At the bottom, line 22 is the solvent injection rate trend line which
tapers off to zero at the end of phase I. Next, line 23 is the cumulative oil
production trend line from the start of wind down, typically reported in
barrels per day. Line 24 is the bottom hole chamber temperature trend
line, while Line 25 is the bottom hole chamber pressure trend line. Line 26
is the water cut in the produced fluids trend line. Line 27 is the total
solvent recovery trend line, calculated as the fraction of solvent recovered
divided by the total solvent in the chamber. The total solvent in the
chamber can be estimated by a mass balance of the solvent used in the
EOR process, with the difference between in the cumulative solvent
injected into the formation and the cumulative solvent produced from the
formation being the amount remaining below surface in the chamber.

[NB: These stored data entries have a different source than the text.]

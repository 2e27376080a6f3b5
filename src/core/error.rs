use axum::{
    http::StatusCode,
    response::{IntoResponse, Response},
    Json,
};
use thiserror::Error;

use crate::shared::types::ApiResponse;

/// Postgres SQLSTATE for `unique_violation`
const UNIQUE_VIOLATION: &str = "23505";

#[derive(Debug, Error)]
pub enum AppError {
    #[error("Database error: {0}")]
    Database(#[from] sqlx::Error),

    #[error("Not found: {0}")]
    NotFound(String),

    #[error("Validation error: {0}")]
    Validation(String),

    #[error("Bad request: {0}")]
    BadRequest(String),

    #[error("Internal server error: {0}")]
    Internal(String),

    #[error("Unauthorized: {0}")]
    Unauthorized(String),

    #[error("Forbidden: {0}")]
    Forbidden(String),

    #[error("Conflict: {0}")]
    Conflict(String),
}

impl AppError {
    /// HTTP status this error is reported with
    pub fn status_code(&self) -> StatusCode {
        match self {
            AppError::Database(_) | AppError::Internal(_) => StatusCode::INTERNAL_SERVER_ERROR,
            AppError::NotFound(_) => StatusCode::NOT_FOUND,
            AppError::Validation(_) | AppError::BadRequest(_) => StatusCode::BAD_REQUEST,
            AppError::Unauthorized(_) => StatusCode::UNAUTHORIZED,
            AppError::Forbidden(_) => StatusCode::FORBIDDEN,
            AppError::Conflict(_) => StatusCode::CONFLICT,
        }
    }

    /// Convert a sqlx error into `Conflict` when it is a unique-constraint violation.
    ///
    /// Service-level existence checks run before inserts; a concurrent writer can
    /// still win the race, in which case the constraint reports it here.
    pub fn from_write(e: sqlx::Error, conflict_message: &str) -> Self {
        if let sqlx::Error::Database(ref db_err) = e {
            if db_err.code().as_deref() == Some(UNIQUE_VIOLATION) {
                return AppError::Conflict(conflict_message.to_string());
            }
        }
        tracing::error!("Database write failed: {:?}", e);
        AppError::Database(e)
    }
}

impl IntoResponse for AppError {
    fn into_response(self) -> Response {
        let status = self.status_code();
        let (message, errors) = match self {
            AppError::Database(ref e) => {
                tracing::error!("Database error: {:?}", e);
                ("Database error occurred".to_string(), None)
            }
            AppError::Internal(ref msg) => {
                tracing::error!("Internal error: {}", msg);
                ("Internal server error".to_string(), None)
            }
            AppError::Validation(ref msg) => (msg.clone(), Some(vec![msg.clone()])),
            AppError::NotFound(ref msg)
            | AppError::BadRequest(ref msg)
            | AppError::Unauthorized(ref msg)
            | AppError::Forbidden(ref msg)
            | AppError::Conflict(ref msg) => (msg.clone(), None),
        };

        let body = Json(ApiResponse::<()>::error(Some(message), errors));

        (status, body).into_response()
    }
}

pub type Result<T> = std::result::Result<T, AppError>;
//! Activity catalog persistence.

mod postgres;

use async_trait::async_trait;

use crate::core::error::Result;
use crate::features::activities::models::Activity;
use crate::shared::visibility::VisibilityStatus;

pub use postgres::PgActivityRepository;

#[async_trait]
pub trait ActivityRepository: Send + Sync {
    async fn exists_by_name(&self, name: &str) -> Result<bool>;

    async fn insert(&self, name: &str, image: Option<&[u8]>) -> Result<Activity>;

    async fn find_all(&self) -> Result<Vec<Activity>>;

    async fn find_by_visibility(&self, status: VisibilityStatus) -> Result<Vec<Activity>>;

    async fn find_by_id(&self, id: i64) -> Result<Option<Activity>>;

    /// Flip visibility; `None` when the activity does not exist
    async fn toggle_visibility(&self, id: i64) -> Result<Option<VisibilityStatus>>;

    /// Image bytes; `None` when the activity or its image is missing
    async fn find_image(&self, id: i64) -> Result<Option<Vec<u8>>>;
}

The timescale of the x-axis 20 will vary by reservoir, but for the
example shown in Figure 4, which represents an example of a chamber,
reservoir and distribution of solvent remaining, the total duration of the
four stages may be approximately ten to eighteen months or longer but
preferably around twelve months depending upon the nature of the
reservoir.
Stage 1: Wind Down
During Stage I, the solvent injection 22 may be transitioned from its
value at the end of the production phase to zero. Preferably, this may be
done by first turning down the make-up solvent that is added to the
solvent that circulates between the chamber and the surface plant,
followed by turning down the solvent re-circulation until the solvent being
injected through the injection well reaches zero at the end of Stage I.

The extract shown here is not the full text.